Department of Gynecology, The First Affiliated Hospital of Nanjing Medical University, Nanjing, 210029, Jiangsu Province, China.
BMC Cancer. 2020 Sep 7;20(1):864. doi: 10.1186/s12885-020-07345-8.
Metabolic abnormalities have recently been widely studied in various cancer types. This study aims to explore the expression profiles of metabolism-related genes (MRGs) in endometrial cancer (EC).

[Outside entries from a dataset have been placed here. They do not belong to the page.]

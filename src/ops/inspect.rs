//! Implementation of `fmq-recipe inspect`.

use std::fmt::Write as _;
use std::path::Path;
use std::str::FromStr;

use anyhow::Result;
use serde::Serialize;

use crate::builder::generator::CMakeGenerator;
use crate::core::layout::Layout;
use crate::core::options::ActiveOptionSet;
use crate::core::platform::PlatformContext;
use crate::core::requirement::RequirementSet;
use crate::ops::evaluate::Evaluation;

#[derive(Debug, Clone, Copy, PartialEq, Eq, Default)]
pub enum ReportFormat {
    #[default]
    Human,
    Json,
}

impl FromStr for ReportFormat {
    type Err = anyhow::Error;

    fn from_str(s: &str) -> Result<Self> {
        match s {
            "human" => Ok(ReportFormat::Human),
            "json" => Ok(ReportFormat::Json),
            other => anyhow::bail!("unknown format `{}`, expected `human` or `json`", other),
        }
    }
}

/// Serializable view of an evaluation.
#[derive(Debug, Serialize)]
pub struct InspectReport<'a> {
    pub reference: String,
    pub package_id: &'a str,
    pub recipe: Option<&'a Path>,
    pub settings: &'a PlatformContext,
    pub options: &'a ActiveOptionSet,
    pub requires: &'a RequirementSet,
    pub generator: &'a CMakeGenerator,
    pub multi_config: bool,
    pub layout: &'a Layout,
    pub libs: &'a [String],
}

impl<'a> InspectReport<'a> {
    pub fn new(eval: &'a Evaluation) -> Self {
        InspectReport {
            reference: eval.recipe.reference().to_string(),
            package_id: eval.package_id.as_str(),
            recipe: eval.recipe_path.as_deref(),
            settings: &eval.platform,
            options: &eval.options,
            requires: &eval.requirements,
            generator: &eval.generator,
            multi_config: eval.generator.is_multi_config(),
            layout: &eval.layout,
            libs: &eval.recipe.package_info.libs,
        }
    }
}

/// Render the report in the requested format.
pub fn inspect(eval: &Evaluation, format: ReportFormat) -> Result<String> {
    match format {
        ReportFormat::Human => Ok(format_human(eval)),
        ReportFormat::Json => {
            let mut json = serde_json::to_string_pretty(&InspectReport::new(eval))?;
            json.push('\n');
            Ok(json)
        }
    }
}

/// Format the report for terminal output.
pub fn format_human(eval: &Evaluation) -> String {
    let mut out = String::new();

    let _ = writeln!(out, "{}", eval.recipe.reference());
    if let Some(ref description) = eval.recipe.package.description {
        let _ = writeln!(out, "  {}", description);
    }
    let _ = writeln!(out, "  package id: {}", eval.package_id.short());
    match eval.recipe_path {
        Some(ref path) => {
            let _ = writeln!(out, "  recipe:     {}", path.display());
        }
        None => out.push_str("  recipe:     (built-in)\n"),
    }

    out.push_str("\nsettings:\n");
    for (name, value) in eval.platform.settings() {
        let _ = writeln!(out, "  {:<12}{}", name, value);
    }

    out.push_str("\noptions:\n");
    if eval.options.is_empty() {
        out.push_str("  (none)\n");
    }
    for (name, value) in eval.options.iter() {
        let _ = writeln!(out, "  {:<12}{}", name, value);
    }

    out.push_str("\nrequires:\n");
    if eval.requirements.is_empty() {
        out.push_str("  (none)\n");
    }
    for reference in &eval.requirements {
        let _ = writeln!(out, "  {}", reference);
    }

    out.push_str("\nlayout:\n");
    let _ = writeln!(
        out,
        "  generator   {}{}",
        eval.generator.name,
        if eval.generator.is_multi_config() {
            " (multi-config)"
        } else {
            ""
        }
    );
    let _ = writeln!(out, "  build       {}", eval.layout.build_folder.display());
    let _ = writeln!(out, "  generators  {}", eval.layout.generators_folder.display());
    let _ = writeln!(out, "  package     {}", eval.layout.package_folder.display());

    let _ = writeln!(out, "\nlibs: {}", eval.recipe.package_info.libs.join(", "));
    out
}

We analyzed the expression of MRGs using The Cancer Genome Atlas (TCGA) data to screen differentially expressed MRGs (DE-MRGs) significantly correlated with EC patient prognosis. Functional pathway enrichment analysis of the DE-MRGs was performed. LASSO and Cox regression analyses were performed to select MRGs closely related to EC patient outcomes. A prognostic signature was developed, and the efficacy was validated in part of and the entire TCGA EC cohort. Moreover, we developed a comprehensive nomogram including the risk model and clinical features to predict EC patients' survival probability.

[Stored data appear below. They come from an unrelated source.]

impl ToolchainDescriptor {
    /// Derive the descriptor. Pure and deterministic.
    pub fn generate(
        options: &ActiveOptionSet,
        platform: &PlatformContext,
        layout: &Layout,
        generator: CMakeGenerator,
    ) -> Self {
        let mut cache = BTreeMap::new();

        if !generator.is_multi_config() {
            cache.insert(
                "CMAKE_BUILD_TYPE".to_string(),
                CacheEntry::string(platform.build_type.as_str(), "Build type"),
            );
        }

        for (name, value) in options.iter() {
            let (variable, entry) = match (name, value.as_bool()) {
                ("shared", Some(b)) => (
                    "BUILD_SHARED_LIBS",
                    CacheEntry::boolean(b, "Build shared libraries"),
                ),
                ("fPIC", Some(b)) => (
                    "CMAKE_POSITION_INDEPENDENT_CODE",
                    CacheEntry::boolean(b, "Position independent code"),
                ),
                (other, Some(b)) => (other, CacheEntry::boolean(b, "Recipe option")),
                (other, None) => (other, CacheEntry::string(value.to_cmake(), "Recipe option")),
            };
            cache.insert(variable.to_string(), entry);
        }

        if platform.os_family() == OsFamily::Apple {
            let arch = match platform.arch {
                Arch::Armv8 => "arm64",
                Arch::Armv7 => "armv7",
                Arch::X86 => "i386",
                Arch::X86_64 => "x86_64",
            };
            cache.insert(
                "CMAKE_OSX_ARCHITECTURES".to_string(),
                CacheEntry::string(arch, "Target architectures"),
            );
        }

        cache.insert(
            "CMAKE_INSTALL_PREFIX".to_string(),
            CacheEntry::path(&layout.package_folder, "Install prefix"),
        );

        let (c_compiler, cxx_compiler) = match platform.compiler.drivers() {
            Some((c, cxx)) => (Some(c.to_string()), Some(cxx.to_string())),
            None => (None, None),
        };

        ToolchainDescriptor {
            generator,
            build_type: platform.build_type,
            c_compiler,
            cxx_compiler,
            flags: arch_flags(platform),
            cache,
            source_folder: layout.source_folder.clone(),
            build_folder: layout.build_folder.clone(),
            generators_folder: layout.generators_folder.clone(),
            install_prefix: layout.package_folder.clone(),
        }
    }

    pub fn toolchain_path(&self) -> PathBuf {
        self.generators_folder.join(TOOLCHAIN_FILE)
    }

    pub fn presets_path(&self) -> PathBuf {
        self.generators_folder.join(PRESETS_FILE)
    }

    pub fn is_multi_config(&self) -> bool {
        self.generator.is_multi_config()
    }

    /// Render `fmq_toolchain.cmake`.
    pub fn render_toolchain(&self) -> String {
        let mut out = String::new();
        out.push_str("# Generated by fmq-recipe. Do not edit.\n");
        out.push_str("include_guard()\n\n");

        if let Some(ref cc) = self.c_compiler {
            let _ = writeln!(out, "set(CMAKE_C_COMPILER \"{}\")", cc);
        }
        if let Some(ref cxx) = self.cxx_compiler {
            let _ = writeln!(out, "set(CMAKE_CXX_COMPILER \"{}\")", cxx);
        }

        if !self.flags.is_empty() {
            let flags = self.flags.join(" ");
            let _ = writeln!(out, "string(APPEND CMAKE_C_FLAGS_INIT \" {}\")", flags);
            let _ = writeln!(out, "string(APPEND CMAKE_CXX_FLAGS_INIT \" {}\")", flags);
        }

        if self.c_compiler.is_some() || !self.flags.is_empty() {
            out.push('\n');
        }

        for (name, entry) in &self.cache {
            let _ = writeln!(
                out,
                "set({} \"{}\" CACHE {} \"{}\" FORCE)",
                name, entry.value, entry.kind, entry.doc
            );
        }

        out
    }

    /// Render `CMakePresets.json`.
    pub fn render_presets(&self) -> String {
        let name = format!("fmq-{}", self.build_type.as_str().to_lowercase());
        let source_relative = |path: &Path| {
            format!(
                "${{sourceDir}}/{}",
                cmake_path(&relative_path(&self.source_folder, path))
            )
        };

        let presets = Presets {
            version: 3,
            cmake_minimum_required: CMakeVersion {
                major: 3,
                minor: 21,
                patch: 0,
            },
            configure_presets: vec![ConfigurePreset {
                name: name.clone(),
                display_name: format!("fmq-recipe {}", self.build_type),
                generator: self.generator.name.clone(),
                architecture: self.generator.platform.clone().map(|value| Architecture {
                    value,
                    strategy: "set",
                }),
                toolchain_file: source_relative(&self.toolchain_path()),
                binary_dir: source_relative(&self.build_folder),
                cache_variables: self
                    .cache
                    .iter()
                    .map(|(k, v)| (k.clone(), v.value.clone()))
                    .collect(),
            }],
            build_presets: vec![BuildPreset {
                name: name.clone(),
                configure_preset: name,
                configuration: self
                    .is_multi_config()
                    .then(|| self.build_type.as_str().to_string()),
            }],
        };

        // Serializing plain structs of strings cannot fail.
        let mut json = serde_json::to_string_pretty(&presets).unwrap_or_default();
        json.push('\n');
        json
    }

    /// Write both files into the generators folder.
    ///
    /// The folder must exist. The toolchain file, which the build reads, is
    /// moved into place last; if the presets cannot be replaced it is left
    /// untouched.
    pub fn write(&self) -> Result<Vec<PathBuf>, RecipeError> {
        let files = [
            (self.presets_path(), self.render_presets()),
            (self.toolchain_path(), self.render_toolchain()),
        ];

        let mut staged = Vec::with_capacity(files.len());
        for (path, content) in &files {
            let tmp = stage(&self.generators_folder, content.as_bytes()).map_err(|source| {
                RecipeError::Generation {
                    path: path.clone(),
                    source,
                }
            })?;
            staged.push((tmp, path.clone()));
        }

        let mut written = Vec::with_capacity(staged.len());
        for (tmp, path) in staged {
            tmp.persist(&path)
                .map_err(|e| RecipeError::Generation {
                    path: path.clone(),
                    source: e.error,
                })?;
            tracing::debug!("Wrote {}", path.display());
            written.push(path);
        }

        Ok(written)
    }
}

Forty-seven DE-MRGs were significantly correlated with EC patient prognosis. Functional enrichment analysis showed that these MRGs were highly enriched in amino acid, glycolysis, and glycerophospholipid metabolism. Nine MRGs were found to be closely related to EC patient outcomes: CYP4F3, CEL, GPAT3, LYPLA2, HNMT, PHGDH, CKM, UCK2 and ACACB. Based on these nine DE-MRGs, we developed a prognostic signature, and its efficacy in part of and the entire TCGA EC cohort was validated. The nine-MRG signature was independent of other clinical features, and could effectively distinguish high- and low-risk EC patients and predict patient OS. The nomogram showed excellent consistency between the predictions and actual survival observations.
The MRG prognostic model and the comprehensive nomogram could guide precise outcome prediction and rational therapy selection in clinical practice.
代谢异常最近在多种癌症类型中得到了广泛研究。本研究旨在探索子宫内膜癌(EC)中与代谢相关的基因(MRGs)的表达谱。
我们使用癌症基因组图谱(TCGA)数据分析了 MRGs 的表达,以筛选与 EC 患者预后显著相关的差异表达 MRGs(DE-MRGs)。对 DE-MRGs 进行功能途径富集分析。使用 LASSO 和 Cox 回归分析选择与 EC 患者结局密切相关的 MRGs。构建预后标志物,并在 TCGA 部分和整个 EC 队列中进行验证。此外,我们开发了一个包含风险模型和临床特征的综合列线图,以预测 EC 患者的生存概率。
47 个 DE-MRGs 与 EC 患者的预后显著相关。功能富集分析表明,这些 MRGs 在氨基酸、糖酵解和甘油磷脂代谢中高度富集。发现 9 个 MRGs 与 EC 患者的结局密切相关:CYP4F3、CEL、GPAT3、LYPLA2、HNMT、PHGDH、CKM、UCK2 和 ACACB。基于这 9 个 DE-MRGs,我们构建了一个预后标志物,并在 TCGA 部分和整个 EC 队列中验证了其疗效。该 9-MRG 标志物与其他临床特征独立,能够有效区分高风险和低风险的 EC 患者,并预测患者的 OS。列线图显示预测与实际生存观察之间具有极好的一致性。
MRG 预后模型和综合列线图可以指导临床实践中精确的预后预测和合理的治疗选择。